Price also advocates joint working with local authorities including sharing back office services. His trust's procurement team sits within Northumberland County Council and all the capital works that are put out to tender are managed through a joint team. "The council's chief executive is an executive director of the trust," he adds. "That helps us to work on common projects. It ticks a lot of boxes in the locality with the council, GPs and the community."
NHFML is also working with partners further afield, setting up a limited liability partnership (LLP) with both North Tees & Hartlepool NHS FT and York Teaching Hospitals NHS FT, where the LLPs provide a full range of estates and facilities services together with project management for capital investments.

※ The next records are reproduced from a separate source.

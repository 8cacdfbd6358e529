//! Contour points tagged with bounding-rectangle boundary flags, and the
//! cyclic progress arithmetic used to fold boundary-hugging contours into
//! winding offsets.
//!
//! A point can lie on up to two sides of its sub-path rectangle; opposite
//! sides are mutually exclusive. Walking the rectangle boundary visits
//! eight stations in cyclic order, four corners interleaved with four
//! sides:
//!
//! ```text
//!             maxY
//!      2 ----- 3 ----- 4
//!      |               |
//! minX 1               5 maxX
//!      |               |
//!      0 ----- 7 ----- 6
//!             minY
//! ```
//!
//! Corner minXminY is station 0, side minX is 1, corner minXmaxY is 2,
//! side maxY is 3, corner maxXmaxY is 4, side maxX is 5, corner maxXminY
//! is 6, side minY is 7. One full lap is eight stations; a
//! counter-clockwise lap (0 → 6 → 4 → 2) advances by minus eight.

use std::ops::{BitAnd, BitOr};

use glam::DVec2;

/// Stations in one full lap of the rectangle boundary.
pub const STATIONS_PER_LAP: i32 = 8;

/// Which sides of the bounding rectangle a point lies on.
#[derive(Clone, Copy, Default, PartialEq, Eq, Debug)]
pub struct BoundaryFlags(u8);

impl BoundaryFlags {
  pub const NONE: Self = Self(0);
  pub const MIN_X: Self = Self(1 << 0);
  pub const MAX_X: Self = Self(1 << 1);
  pub const MIN_Y: Self = Self(1 << 2);
  pub const MAX_Y: Self = Self(1 << 3);

  /// True when every bit of `other` is set in `self`.
  #[inline]
  pub fn contains(self, other: Self) -> bool {
    self.0 & other.0 == other.0
  }

  /// Remove the bits of `other`.
  #[inline]
  pub fn without(self, other: Self) -> Self {
    Self(self.0 & !other.0)
  }

  #[inline]
  pub fn is_empty(self) -> bool {
    self.0 == 0
  }

  /// On at least one side of the rectangle.
  #[inline]
  pub fn on_boundary(self) -> bool {
    self.0 != 0
  }

  /// Drop any axis whose min and max bits are both set; such a combination
  /// can only arise from unioning the flags of two distinct points and
  /// names no position on the rectangle.
  pub fn sanitized(self) -> Self {
    let mut out = self;
    if out.contains(Self::MIN_X | Self::MAX_X) {
      out = out.without(Self::MIN_X | Self::MAX_X);
    }
    if out.contains(Self::MIN_Y | Self::MAX_Y) {
      out = out.without(Self::MIN_Y | Self::MAX_Y);
    }
    out
  }

  /// Cyclic boundary station named by these flags, when they name one.
  /// Corners map to even stations, single sides to odd ones.
  pub fn station(self) -> Option<u8> {
    const MIN_X: u8 = 1 << 0;
    const MAX_X: u8 = 1 << 1;
    const MIN_Y: u8 = 1 << 2;
    const MAX_Y: u8 = 1 << 3;
    match self.0 {
      v if v == MIN_X | MIN_Y => Some(0),
      MIN_X => Some(1),
      v if v == MIN_X | MAX_Y => Some(2),
      MAX_Y => Some(3),
      v if v == MAX_X | MAX_Y => Some(4),
      MAX_X => Some(5),
      v if v == MAX_X | MIN_Y => Some(6),
      MIN_Y => Some(7),
      _ => None,
    }
  }

  /// True when the flags name one of the four corners.
  pub fn is_corner(self) -> bool {
    matches!(self.station(), Some(s) if s % 2 == 0)
  }
}

impl BitOr for BoundaryFlags {
  type Output = Self;
  fn bitor(self, rhs: Self) -> Self {
    Self(self.0 | rhs.0)
  }
}

impl BitAnd for BoundaryFlags {
  type Output = Self;
  fn bitand(self, rhs: Self) -> Self {
    Self(self.0 & rhs.0)
  }
}

/// Signed stations advanced walking the boundary from `a` to `b` along
/// one side both points share.
///
/// `Some(0)` for a stay on one side, `±1` side-to-corner, `±2`
/// corner-to-corner. `None` when either point is off the boundary or the
/// two share no side, in which case the edge cuts through the interior
/// rather than hugging the rectangle.
pub fn boundary_progress(a: BoundaryFlags, b: BoundaryFlags) -> Option<i32> {
  let sa = a.station()? as i32;
  let sb = b.station()? as i32;
  if (a & b).is_empty() {
    return None;
  }
  let mut d = (sb - sa).rem_euclid(STATIONS_PER_LAP);
  if d > STATIONS_PER_LAP / 2 {
    d -= STATIONS_PER_LAP;
  }
  Some(d)
}

/// Net stations advanced over one closed walk of boundary points.
///
/// Returns the total only when every step stays on the boundary with an
/// unambiguous direction and all nonzero steps agree on that direction;
/// `None` otherwise. A contour satisfying this with a nonzero total hugs
/// the rectangle and is equivalent to a constant winding contribution.
pub fn closed_walk_progress(flags: &[BoundaryFlags]) -> Option<i32> {
  if flags.is_empty() {
    return None;
  }
  let mut total = 0;
  let mut dir = 0;
  for i in 0..flags.len() {
    let step = boundary_progress(flags[i], flags[(i + 1) % flags.len()])?;
    if step != 0 {
      if dir != 0 && (step < 0) != (dir < 0) {
        return None;
      }
      dir = step.signum();
    }
    total += step;
  }
  Some(total)
}

/// A contour point bound to a sub-path rectangle.
#[derive(Clone, Copy, Debug, PartialEq)]
pub struct ContourPoint {
  pub position: DVec2,
  pub flags: BoundaryFlags,
}

impl ContourPoint {
  pub fn new(position: DVec2, flags: BoundaryFlags) -> Self {
    Self { position, flags }
  }
}

#[cfg(test)]
#[path = "contour_test.rs"]
mod contour_test;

Of course, since NHFML was established, the new guidance from NHSI requires the business case or proposal to be submitted to NHSI before it can start to operate. This was following concerns that some trusts were seeking to utilise wholly-owned subsidiaries primarily as a means of recovering VAT, rather than achieving the wider commercial benefits which Price describes. The fact that all proposals for new corporate structures and changes to existing ones are now subject to NHSI scrutiny, needs to be factored into the timescales for any new proposal and causes concern to some that it will lead to significant delays for even relatively minor schemes. The original 2018 Guidance did say that NHSI would review it after 12 months (in November 2019) to see if it is still "appropriate and proportionate".
The bar remains even higher for non- Foundation Trusts who do not share the same "freedoms" as Foundation Trusts. Non-Foundation Trusts can only participate in subsidiary companies for income generation purposes, meaning generating additional income from non-NHS activities. While this could include income derived from estates projects, any such scheme requires the consent of the Secretary of State.
The regulatory hurdles which NHS Trusts must navigate have increased since Robert Naylor's 2016 report. But for those trusts, especially Foundation Trusts, who have already enjoyed or can see the potential returns of a successful JV partnership, utilising the established mechanism of a limited liability company or partnership remains an attractive option.